Copy exactly the lines of the records below, and only those lines, beginning with the line that contains "their first occurrence." and ending with the line that contains "for recipe in".

(SUPPLIED RECORDS)
-----

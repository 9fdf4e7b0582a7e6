use std::collections::{BTreeSet, HashMap, HashSet};

use serde::{Deserialize, Serialize};

/// Elements that are always available and never produced by a recipe.
/// Kept in lexicographic order; searches seed their frontiers in this order.
pub const BASE_ELEMENTS: [&str; 4] = ["Air", "Earth", "Fire", "Water"];

pub fn is_base_element(name: &str) -> bool {
    BASE_ELEMENTS.contains(&name)
}

/// A binary production rule: two ingredients combine into one result.
///
/// Ingredient order carries no meaning; `A + B` and `B + A` are the same
/// recipe. Use [`Recipe::key`] when comparing recipes.
#[derive(Debug, Clone, PartialEq, Eq, Hash, Serialize, Deserialize)]
pub struct Recipe {
    pub result: String,
    pub ingredient1: String,
    pub ingredient2: String,
}

impl Recipe {
    pub fn new(
        ingredient1: impl Into<String>,
        ingredient2: impl Into<String>,
        result: impl Into<String>,
    ) -> Self {
        Self {
            result: result.into(),
            ingredient1: ingredient1.into(),
            ingredient2: ingredient2.into(),
        }
    }

    /// Ingredients in lexicographic order.
    pub fn sorted_ingredients(&self) -> (&str, &str) {
        if self.ingredient1 <= self.ingredient2 {
            (&self.ingredient1, &self.ingredient2)
        } else {
            (&self.ingredient2, &self.ingredient1)
        }
    }

    /// Canonical `ing1+ing2=>result` key with sorted ingredients.
    pub fn key(&self) -> String {
        let (a, b) = self.sorted_ingredients();
        format!("{}+{}=>{}", a, b, self.result)
    }

    /// The ingredient paired with `element`, or None if `element` is not an
    /// ingredient of this recipe.
    pub fn other_ingredient(&self, element: &str) -> Option<&str> {
        if self.ingredient1 == element {
            Some(&self.ingredient2)
        } else if self.ingredient2 == element {
            Some(&self.ingredient1)
        } else {
            None
        }
    }

    pub fn ingredients(&self) -> [&str; 2] {
        [&self.ingredient1, &self.ingredient2]
    }
}

impl std::fmt::Display for Recipe {
    fn fmt(&self, f: &mut std::fmt::Formatter<'_>) -> std::fmt::Result {
        write!(f, "{} + {} => {}", self.ingredient1, self.ingredient2, self.result)
    }
}

/// Immutable recipe indices, built once and shared read-only by every search.
///
/// `by_result[r]` lists the recipes producing `r`; `by_ingredient[e]` lists
/// the recipes consuming `e`. A recipe with two distinct ingredients appears
/// under both of them, one with a repeated ingredient appears once. Both
/// lists are sorted by canonical key so traversal order never depends on
/// input order.
#[derive(Debug, Default)]
pub struct RecipeGraph {
    by_result: HashMap<String, Vec<Recipe>>,
    by_ingredient: HashMap<String, Vec<Recipe>>,
    elements: BTreeSet<String>,
    recipe_count: usize,
    duplicates_dropped: usize,
}

impl RecipeGraph {
    /// Build both indices from a recipe relation.
    ///
    /// Repeated recipes (including `B + A` after `A + B`) are collapsed to
    /// their first occurrence.
    pub fn build<I>(recipes: I) -> Self
    where
        I: IntoIterator<Item = Recipe>,
    {
        let mut graph = Self::default();
        let mut seen: HashSet<String> = HashSet::new();

        for base in BASE_ELEMENTS {
            graph.elements.insert(base.to_string());
        }

        for recipe in recipes {
            if !seen.insert(recipe.key()) {
                graph.duplicates_dropped += 1;
                continue;
            }

            graph.elements.insert(recipe.result.clone());
            graph.elements.insert(recipe.ingredient1.clone());
            graph.elements.insert(recipe.ingredient2.clone());

            graph
                .by_ingredient
                .entry(recipe.ingredient1.clone())
                .or_default()
                .push(recipe.clone());
            if recipe.ingredient2 != recipe.ingredient1 {
                graph
                    .by_ingredient
                    .entry(recipe.ingredient2.clone())
                    .or_default()
                    .push(recipe.clone());
            }
            graph
                .by_result
                .entry(recipe.result.clone())
                .or_default()
                .push(recipe);
            graph.recipe_count += 1;
        }

        for list in graph
            .by_result
            .values_mut()
            .chain(graph.by_ingredient.values_mut())
        {
            list.sort_by_cached_key(Recipe::key);
        }

        tracing::info!(
            elements = graph.elements.len(),
            recipes = graph.recipe_count,
            duplicates = graph.duplicates_dropped,
            "recipe graph built"
        );

        graph
    }

    /// Recipes that produce `element`.
    pub fn producers(&self, element: &str) -> &[Recipe] {
        self.by_result.get(element).map(|v| v.as_slice()).unwrap_or(&[])
    }

    /// Recipes that use `element` as an ingredient.
    pub fn consumers(&self, element: &str) -> &[Recipe] {
        self.by_ingredient
            .get(element)
            .map(|v| v.as_slice())
            .unwrap_or(&[])
    }

    /// Distinct recipes producing `target`, ordered by canonical key.
    ///
    /// Recipes are already deduplicated at build time, so this is
    /// [`producers`](Self::producers) with the ordering made explicit.
    pub fn distinct_producers(&self, target: &str) -> Vec<&Recipe> {
        self.producers(target).iter().collect()
    }

    pub fn contains_element(&self, name: &str) -> bool {
        self.elements.contains(name)
    }

    /// Every known element name, sorted. Includes the base elements.
    pub fn elements(&self) -> impl Iterator<Item = &str> {
        self.elements.iter().map(|s| s.as_str())
    }

    pub fn element_count(&self) -> usize {
        self.elements.len()
    }

    pub fn recipe_count(&self) -> usize {
        self.recipe_count
    }

    /// Number of input recipes collapsed as duplicates during build.
    pub fn duplicates_dropped(&self) -> usize {
        self.duplicates_dropped
    }
}

#[cfg(test)]
mod tests {
    use super::*;
    use crate::test_support::{elemental, r};
    use test_log::test;

    #[test]
    fn test_recipe_key_ignores_ingredient_order() {
        assert_eq!(r("Water", "Earth", "Mud").key(), "Earth+Water=>Mud");
        assert_eq!(r("Earth", "Water", "Mud").key(), "Earth+Water=>Mud");
    }

    #[test]
    fn test_other_ingredient() {
        let recipe = r("Water", "Earth", "Mud");
        assert_eq!(recipe.other_ingredient("Water"), Some("Earth"));
        assert_eq!(recipe.other_ingredient("Earth"), Some("Water"));
        assert_eq!(recipe.other_ingredient("Fire"), None);

        let doubled = r("Fire", "Fire", "Energy");
        assert_eq!(doubled.other_ingredient("Fire"), Some("Fire"));
    }

    #[test]
    fn test_indices_cover_every_recipe() {
        let g = elemental();
        assert_eq!(g.recipe_count(), 4);
        assert_eq!(g.producers("Stone").len(), 1);
        assert_eq!(g.producers("Water").len(), 0);

        // Water feeds Mud, Steam and Stone
        let water: Vec<&str> = g.consumers("Water").iter().map(|r| r.result.as_str()).collect();
        assert_eq!(water, vec!["Mud", "Steam", "Stone"]);
    }

    #[test]
    fn test_repeated_ingredient_indexed_once() {
        let g = RecipeGraph::build(vec![r("Fire", "Fire", "Energy")]);
        assert_eq!(g.consumers("Fire").len(), 1);
        assert_eq!(g.producers("Energy").len(), 1);
    }

    #[test]
    fn test_duplicates_collapsed() {
        let g = RecipeGraph::build(vec![
            r("Water", "Earth", "Mud"),
            r("Earth", "Water", "Mud"),
            r("Water", "Earth", "Mud"),
        ]);
        assert_eq!(g.recipe_count(), 1);
        assert_eq!(g.duplicates_dropped(), 2);
        assert_eq!(g.consumers("Water").len(), 1);
        assert_eq!(g.consumers("Earth").len(), 1);
    }

    #[test]
    fn test_index_order_independent_of_input_order() {
        let forward = RecipeGraph::build(vec![
            r("Air", "Fire", "Energy"),
            r("Air", "Water", "Rain"),
            r("Air", "Earth", "Dust"),
        ]);
        let reversed = RecipeGraph::build(vec![
            r("Air", "Earth", "Dust"),
            r("Air", "Water", "Rain"),
            r("Air", "Fire", "Energy"),
        ]);
        assert_eq!(forward.consumers("Air"), reversed.consumers("Air"));
    }

    #[test]
    fn test_elements_include_base() {
        let g = RecipeGraph::build(Vec::new());
        assert_eq!(g.element_count(), 4);
        assert!(g.contains_element("Fire"));
        assert!(!g.contains_element("Mud"));

        let g = elemental();
        let names: Vec<&str> = g.elements().collect();
        assert_eq!(
            names,
            vec!["Air", "Earth", "Fire", "Lava", "Mud", "Steam", "Stone", "Water"]
        );
    }

    #[test]
    fn test_distinct_producers_sorted() {
        let g = RecipeGraph::build(vec![
            r("Water", "Lava", "Stone"),
            r("Earth", "Air", "Stone"),
        ]);
        let keys: Vec<String> = g.distinct_producers("Stone").iter().map(|r| r.key()).collect();
        assert_eq!(keys, vec!["Air+Earth=>Stone", "Lava+Water=>Stone"]);
    }

    #[test]
    fn test_base_elements() {
        for base in BASE_ELEMENTS {
            assert!(is_base_element(base));
        }
        assert!(!is_base_element("Mud"));
        assert!(!is_base_element("air"));
    }
}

-----

(YOUR RESPONSE)
    /// their first occurrence.
    pub fn build<I>(recipes: I) -> Self
    where
        I: IntoIterator<Item = Recipe>,
    {
        let mut graph = Self::default();
        let mut seen: HashSet<String> = HashSet::new();

        for base in BASE_ELEMENTS {
            graph.elements.insert(base.to_string());
        }

        for recipe in recipes {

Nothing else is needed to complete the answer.